I have a virus. Well, my lap-top has. It’s very interesting from a nerdy point-of-view, in that it does several things, including starting up Internet Explorer by Itself, and randomly replacing my desk-top icons with others so Excel looks like WinWord, WinWord looks like Minesweeper etc. Unfortunately, when it opens up Internet Explorer it seems to favour Russian Porn web-sites, which wasn’t quite what I had in mind when I decided I wanted to learn a new language.

So yesterday I went off to Bloomington to get the PC checked out at the C* (all names have been changed) office there. I wanted really to check out the coffee facilities, and to also make sure I was put onto a “please allow porn” list, so that I didn’t get instant dismissal next time I logged onto the network.

The coffee was mediocre, incidentally, as the company is in a huge campus of five enormous buildings, interconnected with the ubiquitous sky-ways. Normally I wouldn’t even have needed a coat, but it transpires I had to as every two hours I had to get out and move my car as I didn’t have a parking permit. Parking violations still scare me, so much so I use Cruise Control on 30 MPH streets. It is a fact that the more I keep to the speed-limit, the more other road users are encouraged to drive a little bit more bonkers that if, say, I was doing 8 over.

Not sorted, unfortunately, so I’m going to have to send my hard-drive to Toronto (where the nearest help-desk is). Apparently Minnesota is colder than Toronto. Oh, pur-lease. Stop this jesting right this instant!
The alternative is to go back to Oz and plead my case to getting anew PC, though that might not be exactly viable, with the weather an’ all.

And I have been informed by a reliable source that a cord of wood is “about the height of a moose’s hip, dontcha know?”.

And, yes, the hunting season has started. I passed by Nelson’s our local butcher, with an A-Sign outside saying “Bring your deer here!”. The news last week was helpfully informing us of the latest in rifles, and reminding us to wear bright clothes so our buddies don’t mistake us for two-legged venison. So the chap I passed in the ute this morning with the unshaven face and the bright orange beanie HAD A RIFLE IN HIS BOOT! (trunk).

I’m steadily picking up the lingo, although in Lund’s (the supermarket) this morning , when the cashier asked “What’s this?”, holding up a pepper, I had to reply “D’uh, dunno”, as I couldn’t think of the American. All the way home I was muttering “Egg-plant, zucchini, paprika. Egg-plant, zucchini…”.
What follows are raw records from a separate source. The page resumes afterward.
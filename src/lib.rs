//! # reviewfetch - fetch app-store reviews over a retry-aware HTTP client
//!
//! The crate is built around a generic HTTP [`Client`] on top of `reqwest`.
//! It resolves paths against a base URL, encodes bodies and headers, bounds
//! every attempt with a timeout, honors caller cancellation, decodes
//! responses by content type, and retries transient failures with jittered
//! exponential backoff. The [`reviews`] and [`store`] modules use it to page
//! through an app-store reviews endpoint.
//!
//! ## Quick Start
//!
//! ```no_run
//! use reviewfetch::{Client, RequestOptions};
//! use serde::{Deserialize, Serialize};
//! use std::time::Duration;
//!
//! #[derive(Serialize)]
//! struct Reply {
//!     body: String,
//! }
//!
//! #[derive(Deserialize)]
//! struct Summary {
//!     total: u64,
//! }
//!
//! #[tokio::main]
//! async fn main() -> Result<(), reviewfetch::Error> {
//!     let client = Client::builder()
//!         .base_url("https://api.example.com")?
//!         .timeout(Duration::from_secs(12))
//!         .max_retries(2)
//!         .build()?;
//!
//!     let summary = client
//!         .get::<Summary>("/reviews/summary", RequestOptions::new().query_param("rating", 5))
//!         .await?;
//!     println!("{:?} reviews in {:?}", summary.data.map(|s| s.total), summary.latency);
//!
//!     let reply = Reply { body: "Fixed in 2.1".to_string() };
//!     client
//!         .post::<_, serde_json::Value>("/reviews/42/replies", &reply, RequestOptions::new())
//!         .await?;
//!
//!     Ok(())
//! }
//! ```
//!
//! ## Features
//!
//! - **Base URL resolution** - Absolute, root-relative or empty bases, with repeated query keys for lists
//! - **Body encoding** - JSON, text, form and raw bodies with matching `Content-Type` defaults
//! - **Response parsing** - Auto-detected JSON/text, or forced JSON, text, blob, bytes or none
//! - **Timeouts and cancellation** - Per-attempt timeouts plus caller-owned `CancellationToken`s
//! - **Retries** - Jittered exponential backoff and pluggable retry predicates
//! - **Observers** - Hooks that see every attempt and its response headers
//! - **Automatic logging** - Structured logging with `tracing`
//!
//! ## Error Handling
//!
//! Failed requests carry what is needed to report them:
//!
//! ```no_run
//! use reviewfetch::{Client, Error, RequestOptions};
//!
//! # async fn example() -> Result<(), Error> {
//! # let client = Client::builder().base_url("https://api.example.com")?.build()?;
//! match client.get::<serde_json::Value>("/reviews", RequestOptions::new()).await {
//!     Ok(response) => println!("Success: {:?}", response.data),
//!     Err(Error::HttpError { status, message, url, .. }) => {
//!         eprintln!("{} returned {}: {}", url, status, message);
//!     }
//!     Err(Error::Timeout(after)) => eprintln!("Gave up after {:?}", after),
//!     Err(Error::Cancelled) => eprintln!("Cancelled"),
//!     Err(e) => eprintln!("Other error: {}", e),
//! }
//! # Ok(())
//! # }
//! ```
//!
//! ## Retries
//!
//! ```no_run
//! use reviewfetch::{Client, RetryDelay, retry::{OrPredicate, RetryOn5xx, RetryOnTimeout}};
//! use std::time::Duration;
//!
//! # fn example() -> Result<(), reviewfetch::Error> {
//! let client = Client::builder()
//!     .base_url("https://api.example.com")?
//!     .max_retries(3)
//!     .retry_delay(RetryDelay::Backoff {
//!         base: Duration::from_millis(250),
//!         cap: Duration::from_secs(4),
//!     })
//!     .retry_predicate(OrPredicate::new(vec![
//!         Box::new(RetryOn5xx),
//!         Box::new(RetryOnTimeout),
//!     ]))
//!     .build()?;
//! # Ok(())
//! # }
//! ```

pub mod cancel;
mod client;
pub mod codec;
pub mod endpoint;
pub mod error;
mod observer;
mod options;
pub mod parse;
pub mod rate_limit;
mod response;
pub mod retry;
pub mod reviews;
pub mod store;

pub use cancel::CancellationToken;
pub use client::{Client, ClientBuilder, ClientConfig, DEFAULT_TIMEOUT};
pub use codec::RequestBody;
pub use endpoint::{Query, QueryValue};
pub use error::{Error, Result};
pub use observer::{RequestContext, RequestObserver};
pub use options::RequestOptions;
pub use parse::{ParseMode, Payload};
pub use response::Response;
pub use retry::{RetryDelay, RetryPredicate};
And T has officially settled in well. She asked me on the way to school why I don’t have as many friends as her. “Would you like me to tell you how to make friends, Mummy?”, “Of course. Do you just ask them to play with you?”. She sighed, and with a wisdom that belies her years, explained – “When it’s “quiet-time”, you just go and get the same activity to do as the person you want to talk to, and then sit next to them, and you see, you just start chatting”.
It looks as though I may not have successfully cancelled the snow clearing (which may be a Good thing, depending on how much Warren quotes me when he passes by later today – some bloke who does next-door’s drive), as the orange sticks have already been placed along the drive way to tell him just have far he has to dig when it snows.
The 5 foot high poles with reflectors on the top which have started to appear along-side people’s verges are not, as I first thought, thoughtful ways of letting people know where the road-side is in the dark, but to let the snow-plough know where to plough when it is 5 foot high in snow. Super.